The treatment of melioidosis: is there a role for repurposed drugs? A proposal and review
Published in Expert Review of Anti-infective Therapy, 2019
Thomas R Laws, Adam W. Taylor, Paul Russell, Diane Williamson
A multitude of small compounds have been considered as putative inhibitors of the Type III secretion system, and these are summarized below from two review articles [28,65]. However, to our knowledge, none of these compounds are in clinical use and would therefore require significant development prior to use in melioidosis patients.
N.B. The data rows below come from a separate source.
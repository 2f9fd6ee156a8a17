use common::error::{AppError, Res};
// Three generated enums share this name; the phase config wants the
// subscription_schedule one, so it is named explicitly.
use stripe::generated::billing::subscription_schedule::SubscriptionProrationBehavior;
use stripe::{
    Client, CreateSubscriptionSchedule, CustomerId, Scheduled, Subscription, SubscriptionSchedule,
    SubscriptionScheduleEndBehavior, SubscriptionScheduleStatus, UpdateSubscriptionSchedule,
    UpdateSubscriptionSchedulePhases, UpdateSubscriptionSchedulePhasesItems,
};

/// Fetches the customer's active subscription, if any.
pub async fn get_active_subscription(
    client: &Client,
    customer_id: CustomerId,
) -> Res<Option<Subscription>> {
    let subscriptions = Subscription::list(
        client,
        &stripe::ListSubscriptions {
            customer: Some(customer_id),
            status: Some(stripe::SubscriptionStatusFilter::Active),
            limit: Some(1),
            ..Default::default()
        },
    )
    .await
    .map_err(AppError::from)?;

    Ok(subscriptions.data.into_iter().next())
}

/// Price id of the subscription's first (and only) item.
pub fn current_price_id(subscription: &Subscription) -> Option<String> {
    subscription
        .items
        .data
        .first()
        .and_then(|item| item.price.as_ref())
        .map(|price| price.id.to_string())
}

fn is_pending(status: SubscriptionScheduleStatus) -> bool {
    matches!(
        status,
        SubscriptionScheduleStatus::Active | SubscriptionScheduleStatus::NotStarted
    )
}

/// Looks for a non-canceled schedule already attached to the subscription.
/// Downgrade scheduling is a no-op when one exists.
pub async fn find_pending_schedule(
    client: &Client,
    customer_id: CustomerId,
    subscription_id: &str,
) -> Res<Option<SubscriptionSchedule>> {
    let schedules = SubscriptionSchedule::list(
        client,
        &stripe::ListSubscriptionSchedules {
            customer: Some(customer_id),
            limit: Some(10),
            ..Default::default()
        },
    )
    .await
    .map_err(AppError::from)?;

    Ok(schedules.data.into_iter().find(|schedule| {
        is_pending(schedule.status)
            && schedule
                .subscription
                .as_ref()
                .map(|sub| sub.id().as_str() == subscription_id)
                .unwrap_or(false)
    }))
}

/// Creates a two-phase schedule for a deferred downgrade: current pricing
/// until the period end, then the target price with no proration.
pub async fn create_downgrade_schedule(
    client: &Client,
    subscription: &Subscription,
    current_price_id: &str,
    target_price_id: &str,
) -> Res<SubscriptionSchedule> {
    let mut create = CreateSubscriptionSchedule::new();
    create.from_subscription = Some(subscription.id.as_str());
    let schedule = SubscriptionSchedule::create(client, create)
        .await
        .map_err(AppError::from)?;

    let phases = vec![
        UpdateSubscriptionSchedulePhases {
            items: vec![UpdateSubscriptionSchedulePhasesItems {
                price: Some(current_price_id.to_string()),
                quantity: Some(1),
                ..Default::default()
            }],
            start_date: Some(Scheduled::Timestamp(subscription.current_period_start)),
            end_date: Some(Scheduled::Timestamp(subscription.current_period_end)),
            ..Default::default()
        },
        UpdateSubscriptionSchedulePhases {
            items: vec![UpdateSubscriptionSchedulePhasesItems {
                price: Some(target_price_id.to_string()),
                quantity: Some(1),
                ..Default::default()
            }],
            start_date: Some(Scheduled::Timestamp(subscription.current_period_end)),
            proration_behavior: Some(SubscriptionProrationBehavior::None),
            ..Default::default()
        },
    ];

    SubscriptionSchedule::update(
        client,
        &schedule.id,
        UpdateSubscriptionSchedule {
            end_behavior: Some(SubscriptionScheduleEndBehavior::Release),
            phases: Some(phases),
            ..Default::default()
        },
    )
    .await
    .map_err(AppError::from)
}

/// Cancels a pending downgrade by collapsing the schedule back to a single
/// phase carrying the current pricing.
pub async fn collapse_schedule(
    client: &Client,
    schedule: &SubscriptionSchedule,
    subscription: &Subscription,
    current_price_id: &str,
) -> Res<SubscriptionSchedule> {
    let phases = vec![UpdateSubscriptionSchedulePhases {
        items: vec![UpdateSubscriptionSchedulePhasesItems {
            price: Some(current_price_id.to_string()),
            quantity: Some(1),
            ..Default::default()
        }],
        start_date: Some(Scheduled::Timestamp(subscription.current_period_start)),
        end_date: Some(Scheduled::Timestamp(subscription.current_period_end)),
        ..Default::default()
    }];

    SubscriptionSchedule::update(
        client,
        &schedule.id,
        UpdateSubscriptionSchedule {
            end_behavior: Some(SubscriptionScheduleEndBehavior::Release),
            phases: Some(phases),
            ..Default::default()
        },
    )
    .await
    .map_err(AppError::from)
}

/// Extracts the deferred phase from a pending schedule: the price id the
/// subscription will switch to and the unix timestamp when it starts.
pub fn pending_phase(schedule: &SubscriptionSchedule) -> Option<(String, i64)> {
    let phase = schedule.phases.get(1)?;
    let price_id = phase
        .items
        .first()
        .map(|item| item.price.id().to_string())?;
    Some((price_id, phase.start_date))
}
The only inhibitor of type III secretion that has been used in clinical trials is an antibody fragment (KB001-A) found to interact with the type III secretion system of P. aeruginosa [66]. Releases in the public media, however, revealed reported commercial concerns with regard to success criteria, and it has since been shelved. Variants of thiazolidinones (a class of small molecule that has been very useful in drug discovery [67]) have been used clinically for unrelated purposes (rosiglitazone and pioglitazone, which are both insulin sensitizers); however, it is clear that the structure of these molecules can to be optimized for effect in inhibiting type III secretion systems in both bacteria from the genus Salmonella and Yersinia [68]. With regard to compounds that can inhibit type II fatty acid synthesis, Anthranilic acid has been used clinically previously [69] and has chemistry associated with other clinically used products. Indole-3-carbinol, which is similar (SB418001), has also been used clinically [70]. Also dithiolethiones have been studied in some detail, more so in the form of Oltipraz, which was tolerated in humans with some adverse effects [71]. 4-aminopyridime (or famridine) bears similarity to the aminopyridine that targets bacteria [72] and has been shown to be tolerated in a clinical trial [73]. The easiest fatty acid synthesis inhibitor to repurpose might be Isoniazid, which is already in clinical use for the treatment of Mycobacterium infection. Another drug that is worthy of investigation is fosmidomycin. This drug is currently used as an antimalarial and targets DXP reductoisomerase, a critical enzyme in the nonmevalonate pathway. This drug also targets this pathway in at least some Gram negative bacteria [74].